Below are the records; collect from them each line containing the string "Snapshot".

[[ DATASET CONTENT open ]]

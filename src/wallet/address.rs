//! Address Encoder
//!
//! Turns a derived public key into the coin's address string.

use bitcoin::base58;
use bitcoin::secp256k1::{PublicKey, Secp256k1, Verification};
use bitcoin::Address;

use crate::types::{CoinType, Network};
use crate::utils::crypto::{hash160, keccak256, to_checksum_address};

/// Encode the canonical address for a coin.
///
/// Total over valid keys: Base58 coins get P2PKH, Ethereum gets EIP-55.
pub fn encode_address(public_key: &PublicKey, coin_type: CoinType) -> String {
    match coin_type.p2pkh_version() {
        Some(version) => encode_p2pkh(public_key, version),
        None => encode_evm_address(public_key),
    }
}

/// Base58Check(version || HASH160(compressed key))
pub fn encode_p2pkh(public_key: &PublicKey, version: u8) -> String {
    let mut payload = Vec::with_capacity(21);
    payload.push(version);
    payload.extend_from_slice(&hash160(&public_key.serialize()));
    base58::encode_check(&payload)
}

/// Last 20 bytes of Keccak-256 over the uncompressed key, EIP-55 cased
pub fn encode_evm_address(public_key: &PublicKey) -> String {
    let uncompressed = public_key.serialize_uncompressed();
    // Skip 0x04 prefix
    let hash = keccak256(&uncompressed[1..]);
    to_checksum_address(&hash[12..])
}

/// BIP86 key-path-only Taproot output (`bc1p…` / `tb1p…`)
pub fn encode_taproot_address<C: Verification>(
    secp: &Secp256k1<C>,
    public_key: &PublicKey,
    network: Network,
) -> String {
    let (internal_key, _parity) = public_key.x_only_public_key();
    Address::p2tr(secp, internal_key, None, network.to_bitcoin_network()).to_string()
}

[[ DATASET CONTENT closed ]]
[[ DATASET CONTENT open ]]

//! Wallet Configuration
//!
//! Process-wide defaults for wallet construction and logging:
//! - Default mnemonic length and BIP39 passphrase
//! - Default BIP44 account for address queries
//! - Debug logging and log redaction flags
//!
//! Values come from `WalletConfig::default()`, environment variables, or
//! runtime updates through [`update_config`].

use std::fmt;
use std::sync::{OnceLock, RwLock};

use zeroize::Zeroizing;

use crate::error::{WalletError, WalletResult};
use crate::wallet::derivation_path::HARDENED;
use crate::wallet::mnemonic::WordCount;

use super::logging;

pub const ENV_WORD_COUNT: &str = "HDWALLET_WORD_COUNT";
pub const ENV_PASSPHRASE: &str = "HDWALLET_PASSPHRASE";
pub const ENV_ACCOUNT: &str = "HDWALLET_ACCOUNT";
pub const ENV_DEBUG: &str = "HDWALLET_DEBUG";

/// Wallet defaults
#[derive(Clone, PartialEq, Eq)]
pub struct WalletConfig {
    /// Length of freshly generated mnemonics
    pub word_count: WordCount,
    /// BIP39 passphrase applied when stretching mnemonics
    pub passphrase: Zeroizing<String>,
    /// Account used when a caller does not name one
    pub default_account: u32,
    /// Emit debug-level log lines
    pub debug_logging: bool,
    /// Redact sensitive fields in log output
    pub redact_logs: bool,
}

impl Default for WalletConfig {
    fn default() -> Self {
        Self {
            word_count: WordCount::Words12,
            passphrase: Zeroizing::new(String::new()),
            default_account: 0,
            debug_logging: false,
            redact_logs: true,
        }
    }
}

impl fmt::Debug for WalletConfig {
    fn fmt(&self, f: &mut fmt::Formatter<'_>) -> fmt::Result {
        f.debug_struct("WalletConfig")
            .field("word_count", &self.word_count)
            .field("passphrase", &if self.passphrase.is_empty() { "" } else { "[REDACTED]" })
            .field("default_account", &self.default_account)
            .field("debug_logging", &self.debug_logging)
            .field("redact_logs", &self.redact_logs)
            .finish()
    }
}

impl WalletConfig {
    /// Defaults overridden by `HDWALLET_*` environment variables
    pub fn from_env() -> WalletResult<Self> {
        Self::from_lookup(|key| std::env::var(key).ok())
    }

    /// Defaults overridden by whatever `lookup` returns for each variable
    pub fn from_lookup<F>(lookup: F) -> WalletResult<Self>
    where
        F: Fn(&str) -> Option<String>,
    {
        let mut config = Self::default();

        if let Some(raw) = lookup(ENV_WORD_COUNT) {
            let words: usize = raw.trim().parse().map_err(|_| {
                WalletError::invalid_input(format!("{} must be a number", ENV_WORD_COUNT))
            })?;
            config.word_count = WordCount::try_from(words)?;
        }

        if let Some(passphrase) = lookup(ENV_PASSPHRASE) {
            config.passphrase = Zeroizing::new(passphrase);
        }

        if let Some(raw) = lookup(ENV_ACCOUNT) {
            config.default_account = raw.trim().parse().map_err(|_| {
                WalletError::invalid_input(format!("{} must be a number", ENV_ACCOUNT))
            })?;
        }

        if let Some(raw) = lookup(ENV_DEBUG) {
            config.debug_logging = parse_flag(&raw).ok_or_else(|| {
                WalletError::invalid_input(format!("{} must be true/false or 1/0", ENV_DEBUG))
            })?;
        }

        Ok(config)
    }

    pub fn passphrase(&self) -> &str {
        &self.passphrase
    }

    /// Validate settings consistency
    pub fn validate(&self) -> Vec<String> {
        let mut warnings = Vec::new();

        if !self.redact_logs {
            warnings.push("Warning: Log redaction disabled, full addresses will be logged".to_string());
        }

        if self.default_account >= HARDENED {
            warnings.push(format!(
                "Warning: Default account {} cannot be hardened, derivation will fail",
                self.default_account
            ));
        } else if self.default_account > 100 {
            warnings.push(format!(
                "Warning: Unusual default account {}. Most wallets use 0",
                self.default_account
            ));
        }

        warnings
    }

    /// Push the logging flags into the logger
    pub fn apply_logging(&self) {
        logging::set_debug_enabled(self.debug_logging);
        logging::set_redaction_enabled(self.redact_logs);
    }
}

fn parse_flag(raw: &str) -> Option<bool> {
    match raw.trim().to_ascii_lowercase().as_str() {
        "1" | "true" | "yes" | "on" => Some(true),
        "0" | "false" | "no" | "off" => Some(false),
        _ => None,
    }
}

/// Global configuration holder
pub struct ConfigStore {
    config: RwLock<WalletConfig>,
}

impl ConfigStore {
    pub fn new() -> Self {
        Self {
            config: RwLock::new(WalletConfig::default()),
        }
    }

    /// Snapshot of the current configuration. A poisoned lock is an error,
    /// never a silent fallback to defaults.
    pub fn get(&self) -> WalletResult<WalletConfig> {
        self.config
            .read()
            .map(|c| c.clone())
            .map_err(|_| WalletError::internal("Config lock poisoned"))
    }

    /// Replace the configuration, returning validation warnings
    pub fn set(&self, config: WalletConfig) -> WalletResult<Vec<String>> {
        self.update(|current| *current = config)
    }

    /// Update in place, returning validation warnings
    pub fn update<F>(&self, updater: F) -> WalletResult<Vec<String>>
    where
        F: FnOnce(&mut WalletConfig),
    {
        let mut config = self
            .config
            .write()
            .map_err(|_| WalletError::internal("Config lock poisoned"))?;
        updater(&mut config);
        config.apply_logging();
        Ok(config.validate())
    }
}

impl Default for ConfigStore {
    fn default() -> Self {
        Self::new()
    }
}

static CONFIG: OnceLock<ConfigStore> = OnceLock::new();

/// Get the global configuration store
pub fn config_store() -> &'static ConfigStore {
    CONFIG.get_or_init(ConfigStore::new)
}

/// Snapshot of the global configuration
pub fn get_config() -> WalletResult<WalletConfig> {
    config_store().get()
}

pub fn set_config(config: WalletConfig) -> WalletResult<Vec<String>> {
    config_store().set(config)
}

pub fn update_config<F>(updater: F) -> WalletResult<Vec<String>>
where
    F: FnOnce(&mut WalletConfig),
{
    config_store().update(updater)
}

[[ DATASET CONTENT closed ]]
[[ DATASET CONTENT open ]]

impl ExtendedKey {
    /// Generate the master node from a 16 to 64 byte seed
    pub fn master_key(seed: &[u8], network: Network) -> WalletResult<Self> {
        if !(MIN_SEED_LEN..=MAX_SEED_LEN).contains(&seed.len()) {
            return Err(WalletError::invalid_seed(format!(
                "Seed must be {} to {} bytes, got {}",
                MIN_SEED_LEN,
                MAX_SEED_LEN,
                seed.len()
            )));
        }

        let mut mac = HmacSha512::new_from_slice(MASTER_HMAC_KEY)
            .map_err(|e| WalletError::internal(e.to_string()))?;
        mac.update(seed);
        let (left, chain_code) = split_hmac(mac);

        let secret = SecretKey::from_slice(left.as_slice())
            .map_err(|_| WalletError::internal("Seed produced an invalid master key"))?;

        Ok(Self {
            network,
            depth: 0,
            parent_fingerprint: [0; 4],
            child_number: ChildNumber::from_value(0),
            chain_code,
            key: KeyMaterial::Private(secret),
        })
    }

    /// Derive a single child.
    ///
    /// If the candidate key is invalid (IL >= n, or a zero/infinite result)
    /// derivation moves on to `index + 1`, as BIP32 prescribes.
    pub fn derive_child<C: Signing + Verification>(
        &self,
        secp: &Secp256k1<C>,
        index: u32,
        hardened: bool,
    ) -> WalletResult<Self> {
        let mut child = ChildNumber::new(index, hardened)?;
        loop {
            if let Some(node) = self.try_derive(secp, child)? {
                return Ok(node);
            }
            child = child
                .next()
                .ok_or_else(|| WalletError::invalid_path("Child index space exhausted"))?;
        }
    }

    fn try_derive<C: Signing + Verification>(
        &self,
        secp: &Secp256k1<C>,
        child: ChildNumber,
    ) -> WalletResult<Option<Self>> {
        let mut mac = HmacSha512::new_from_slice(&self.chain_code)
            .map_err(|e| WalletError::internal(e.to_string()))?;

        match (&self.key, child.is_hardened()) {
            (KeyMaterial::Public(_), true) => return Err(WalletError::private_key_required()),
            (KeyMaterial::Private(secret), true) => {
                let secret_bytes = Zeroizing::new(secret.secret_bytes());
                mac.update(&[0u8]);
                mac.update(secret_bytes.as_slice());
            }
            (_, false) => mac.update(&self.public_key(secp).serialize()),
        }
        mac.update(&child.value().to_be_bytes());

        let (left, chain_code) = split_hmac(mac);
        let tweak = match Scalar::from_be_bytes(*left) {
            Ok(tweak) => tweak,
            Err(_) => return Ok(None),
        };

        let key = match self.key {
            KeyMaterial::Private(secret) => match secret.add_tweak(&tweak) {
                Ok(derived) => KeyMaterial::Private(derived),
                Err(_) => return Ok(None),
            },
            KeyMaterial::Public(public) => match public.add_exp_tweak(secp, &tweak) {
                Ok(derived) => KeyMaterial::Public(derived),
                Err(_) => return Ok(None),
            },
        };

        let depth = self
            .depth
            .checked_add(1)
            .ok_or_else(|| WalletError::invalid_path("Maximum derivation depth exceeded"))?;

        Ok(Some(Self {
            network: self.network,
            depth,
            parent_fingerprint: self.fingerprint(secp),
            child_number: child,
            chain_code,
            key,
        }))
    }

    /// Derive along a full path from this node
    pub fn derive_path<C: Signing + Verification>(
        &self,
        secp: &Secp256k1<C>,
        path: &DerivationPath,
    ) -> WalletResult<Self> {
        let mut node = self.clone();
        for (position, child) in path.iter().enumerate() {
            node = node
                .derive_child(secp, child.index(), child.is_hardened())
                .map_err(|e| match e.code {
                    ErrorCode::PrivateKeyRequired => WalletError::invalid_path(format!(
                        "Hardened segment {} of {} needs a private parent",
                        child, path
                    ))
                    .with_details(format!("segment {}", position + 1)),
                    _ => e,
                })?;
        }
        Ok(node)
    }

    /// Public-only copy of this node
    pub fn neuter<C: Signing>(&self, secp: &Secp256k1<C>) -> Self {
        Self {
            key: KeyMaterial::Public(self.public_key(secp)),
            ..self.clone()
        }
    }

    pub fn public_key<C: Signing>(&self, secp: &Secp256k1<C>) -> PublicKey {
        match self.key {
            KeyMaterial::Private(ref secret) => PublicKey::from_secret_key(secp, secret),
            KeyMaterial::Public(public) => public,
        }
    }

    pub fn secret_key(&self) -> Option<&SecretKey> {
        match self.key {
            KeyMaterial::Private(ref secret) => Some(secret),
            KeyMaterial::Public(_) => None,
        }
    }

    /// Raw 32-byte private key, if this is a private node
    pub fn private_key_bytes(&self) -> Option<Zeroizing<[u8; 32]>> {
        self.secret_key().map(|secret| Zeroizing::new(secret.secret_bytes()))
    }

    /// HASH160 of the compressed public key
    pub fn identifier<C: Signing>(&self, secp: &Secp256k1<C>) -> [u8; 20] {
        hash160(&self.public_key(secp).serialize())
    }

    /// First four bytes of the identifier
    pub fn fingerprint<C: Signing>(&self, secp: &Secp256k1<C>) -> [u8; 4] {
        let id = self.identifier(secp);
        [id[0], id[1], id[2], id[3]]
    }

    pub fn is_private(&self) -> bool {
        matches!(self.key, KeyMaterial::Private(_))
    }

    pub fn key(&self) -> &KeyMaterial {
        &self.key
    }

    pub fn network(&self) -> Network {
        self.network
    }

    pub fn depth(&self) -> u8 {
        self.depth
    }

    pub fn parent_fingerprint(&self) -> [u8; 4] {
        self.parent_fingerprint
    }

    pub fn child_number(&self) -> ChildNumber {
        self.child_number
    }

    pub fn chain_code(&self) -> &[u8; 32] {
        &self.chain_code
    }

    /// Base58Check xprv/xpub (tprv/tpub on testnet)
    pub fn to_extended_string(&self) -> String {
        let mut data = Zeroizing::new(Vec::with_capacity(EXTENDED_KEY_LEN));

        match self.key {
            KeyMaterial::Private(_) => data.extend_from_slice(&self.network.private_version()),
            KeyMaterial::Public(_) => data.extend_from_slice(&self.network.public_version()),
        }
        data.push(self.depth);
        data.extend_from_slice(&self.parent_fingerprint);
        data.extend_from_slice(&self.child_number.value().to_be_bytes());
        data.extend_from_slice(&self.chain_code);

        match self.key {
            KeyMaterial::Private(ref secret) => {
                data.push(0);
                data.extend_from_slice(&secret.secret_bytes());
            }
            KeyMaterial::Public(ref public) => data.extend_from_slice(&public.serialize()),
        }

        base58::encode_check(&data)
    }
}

[[ DATASET CONTENT closed ]]

OUTPUT OF THE TASK:
    /// Snapshot of the current configuration. A poisoned lock is an error,
/// Snapshot of the global configuration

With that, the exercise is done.